Coverage: Teva Pharmaceuticals names a new CEO
Generic drug maker Teva Pharmaceuticals has appointed a new CEO in Kare Schultz, who was named seven months after the former chief executive officer stepped down.
Natasha Bach of Fortune.com had the news:
Schultz, who has served as CEO of Danish pharmaceutical company H. Lundbeck A/S since May 2015, will be tasked with reviving sales and reducing debt for the world’s largest generics manufacturer. According to Bloomberg, Schultz will likely face pressure to split the company — with one focusing on “patented specialty medicines and the other on cheap copy cat drugs.”
The pharmaceutical company has had a rocky few years. With increased competition from cheaper copycats and costly acquisitions that quickly soured, Teva has been left with more debt than its market value as recently as last month.
In August, stocks reached a nearly two decade low, and Teva announced that it would be retreating from 45 markets and slashing as many as 7,000 jobs by the end of the year. Shareholder confidence dropped in kind, and shares fell by 50% since August.
Tomi Kilgore of Marketwatch.com reported that the stock rose Monday by the most since 1984:
The stock soared 19.4% on the day, its biggest one-day percentage gain since its record rally of 23.1% on Sept. 6, 1984. Volume ballooned to over 90 million shares, enough to make the stock the most active on major U.S. exchanges, and more than triple the full-day average of about 27.6 million shares, according to FactSet.

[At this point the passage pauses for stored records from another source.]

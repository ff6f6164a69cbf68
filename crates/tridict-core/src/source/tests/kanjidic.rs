use std::fs;

use crate::source::{DictSource, KanjidicSource};

const SAMPLE: &str = r#"<?xml version="1.0" encoding="UTF-8"?>
<!DOCTYPE kanjidic2 [
<!ELEMENT kanjidic2 (header,character*)>
]>
<kanjidic2>
<header><file_version>4</file_version></header>
<character>
<literal>猫</literal>
<codepoint><cp_value cp_type="ucs">732b</cp_value></codepoint>
<misc><grade>8</grade><stroke_count>11</stroke_count><stroke_count>12</stroke_count><freq>1702</freq></misc>
</character>
<character>
<literal>亜</literal>
<misc><stroke_count>7</stroke_count></misc>
</character>
<character>
<literal>丂</literal>
<misc></misc>
</character>
</kanjidic2>
"#;

#[test]
fn test_parse_kanjidic() {
    let map = KanjidicSource.parse(SAMPLE.as_bytes()).unwrap();
    assert_eq!(map.len(), 3);

    let neko = map["猫"];
    assert_eq!(neko.stroke_count, Some(11));
    assert_eq!(neko.grade, Some(8));

    let a = map["亜"];
    assert_eq!(a.stroke_count, Some(7));
    assert_eq!(a.grade, None);

    assert_eq!(map["丂"].stroke_count, None);
}

#[test]
fn test_missing_file_yields_empty_map() {
    let dir = tempfile::tempdir().unwrap();
    let map = KanjidicSource
        .load_optional(&dir.path().join("kanjidic2.xml"))
        .unwrap();
    assert!(map.is_empty());
}

#[test]
fn test_load_optional_reads_existing_file() {
    let dir = tempfile::tempdir().unwrap();
    let path = dir.path().join("kanjidic2.xml");
    fs::write(&path, SAMPLE).unwrap();
    let map = KanjidicSource.load_optional(&path).unwrap();
    assert_eq!(map.len(), 3);
}
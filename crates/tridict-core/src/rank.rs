//! Commonality, frequency-rank and level heuristics.
//!
//! JMdict carries real priority markers (`ichi1`, `news2`, ...) which map to a
//! rank table. CC-CEDICT has nothing comparable, so its rank is a proxy built
//! from word length and HSK tags found in the glosses. Both proxies are fixed
//! formulas; downstream fixtures pin the exact values.

use crate::lexicon::{HskLevel, JlptLevel};
use crate::unicode::char_len;

/// JMdict priority marker → frequency rank (lower is more frequent).
const PRIORITY_RANKS: &[(&str, u32)] = &[
    ("spec1", 50),
    ("news1", 100),
    ("ichi1", 150),
    ("spec2", 150),
    ("news2", 200),
    ("gai1", 200),
    ("ichi2", 250),
    ("gai2", 300),
];

/// Rank for markers missing from [`PRIORITY_RANKS`] (e.g. `nf01`..`nf48`).
pub const UNLISTED_PRIORITY_RANK: u32 = 1000;

const JLPT_MARKERS: &[(&str, JlptLevel)] = &[
    ("n5", JlptLevel::N5),
    ("n4", JlptLevel::N4),
    ("n3", JlptLevel::N3),
    ("n2", JlptLevel::N2),
    ("n1", JlptLevel::N1),
];

/// HSK level → the two spellings that mark it in a CC-CEDICT gloss.
const HSK_MARKERS: &[(u8, &str, &str)] = &[
    (1, "HSK 1", "HSK1"),
    (2, "HSK 2", "HSK2"),
    (3, "HSK 3", "HSK3"),
    (4, "HSK 4", "HSK4"),
    (5, "HSK 5", "HSK5"),
    (6, "HSK 6", "HSK6"),
];

/// HSK levels that make a CC-CEDICT word common regardless of length.
const COMMON_HSK_MAX: u8 = 3;
/// Words up to this many characters are treated as common.
const COMMON_MAX_CHARS: usize = 2;
const HSK_RANK_STEP: u32 = 200;
const LENGTH_RANK_BASE: u32 = 100;
const LENGTH_RANK_STEP: u32 = 50;
const STROKES_PER_CHAR: u32 = 10;

/// The common (is-common, frequency-rank, level) triple every source maps to.
#[derive(Debug, Clone, Copy, PartialEq, Eq)]
pub struct Ranking<L> {
    pub is_common: bool,
    pub frequency_rank: Option<u32>,
    pub level: Option<L>,
}

/// Rank of a single JMdict priority marker.
pub fn priority_rank(marker: &str) -> u32 {
    PRIORITY_RANKS
        .iter()
        .find(|(m, _)| *m == marker)
        .map_or(UNLISTED_PRIORITY_RANK, |&(_, rank)| rank)
}

/// Minimum rank over `markers`, or `None` if there are no markers.
pub fn frequency_rank<S: AsRef<str>>(markers: &[S]) -> Option<u32> {
    markers.iter().map(|m| priority_rank(m.as_ref())).min()
}

/// First marker, in order, that names a JLPT level.
pub fn jlpt_level<S: AsRef<str>>(markers: &[S]) -> Option<JlptLevel> {
    markers.iter().find_map(|m| {
        JLPT_MARKERS
            .iter()
            .find(|(tag, _)| *tag == m.as_ref())
            .map(|&(_, level)| level)
    })
}

/// Ranking for a JMdict entry from its ordered priority-marker set.
pub fn rank_jmdict<S: AsRef<str>>(markers: &[S]) -> Ranking<JlptLevel> {
    Ranking {
        is_common: !markers.is_empty(),
        frequency_rank: frequency_rank(markers),
        level: jlpt_level(markers),
    }
}

/// Lowest HSK level whose marker appears in any gloss.
///
/// Levels are tried in ascending order, so a gloss list tagged with both
/// `HSK 2` and `HSK 5` resolves to level 2.
pub fn hsk_level<S: AsRef<str>>(glosses: &[S]) -> Option<HskLevel> {
    HSK_MARKERS.iter().find_map(|&(level, spaced, compact)| {
        glosses
            .iter()
            .any(|g| {
                let g = g.as_ref();
                g.contains(spaced) || g.contains(compact)
            })
            .then_some(level)
            .and_then(HskLevel::new)
    })
}

/// Ranking for a CC-CEDICT entry.
///
/// A word is common when it is short or tagged HSK 1-3. Only common words get
/// a rank; an HSK tag overrides the length-based estimate.
pub fn rank_cedict(simplified: &str, hsk: Option<HskLevel>) -> Ranking<HskLevel> {
    let len = char_len(simplified);
    let is_common =
        len <= COMMON_MAX_CHARS || hsk.is_some_and(|level| level.number() <= COMMON_HSK_MAX);

    let frequency_rank = is_common.then(|| match hsk {
        Some(level) => u32::from(level.number()) * HSK_RANK_STEP,
        None => LENGTH_RANK_BASE + (len.saturating_sub(1) as u32) * LENGTH_RANK_STEP,
    });

    Ranking {
        is_common,
        frequency_rank,
        level: hsk,
    }
}

/// Stroke-count placeholder for CC-CEDICT words.
pub fn estimated_strokes(simplified: &str) -> u32 {
    char_len(simplified) as u32 * STROKES_PER_CHAR
}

The Israel-based company ended a five-month CEO search after it said earlier Monday that Kare Schultz, from Denmark-based drugmaker H. Lundbeck A/S, would take over. The search began in February when former CEO Erez Vigodman left the company without explanation.
The rally comes after the stock lost more than half its value since the end of July, highlighted by a 24% plunge on Aug. 3 after Teva missed second-quarter profit expectations and slashed its full-year outlook. The stock had closed at a 15-year low as recently as Sept. 5.
Linda Loyd of The Philadelphia Inquirer reported that the company still faces issues:
Schultz said that he was honored to join Teva, an “iconic company” that he has long admired. “What drew me to Teva, and what makes Teva different from its peers, is its unique commitment to growing an extensive global reach while continuing to provide new and high-quality treatments for patients, and an innovative culture for its employees,” Schultz said.
In July, reports circulated that Teva was going to offer the top job to AstraZeneca CEO Pascal Soriot. Soriot remained with AstraZeneca, whose U.S. headquarters are in Wilmington.
In August, Teva announced it would cut 7,000 jobs by year’s end, close or sell 15 factories, and quit operations in 45 countries. None of the scheduled plants to be shut or sold are in Pennsylvania or New Jersey. The bulk of the jobs cuts are not here, either.
Among Teva’s challenges are looming competition for its best-selling branded multiple-sclerosis drug, Copaxone. The drug maker lost a patent-infringement case in February to protect Copaxone from lower-cost generic competition.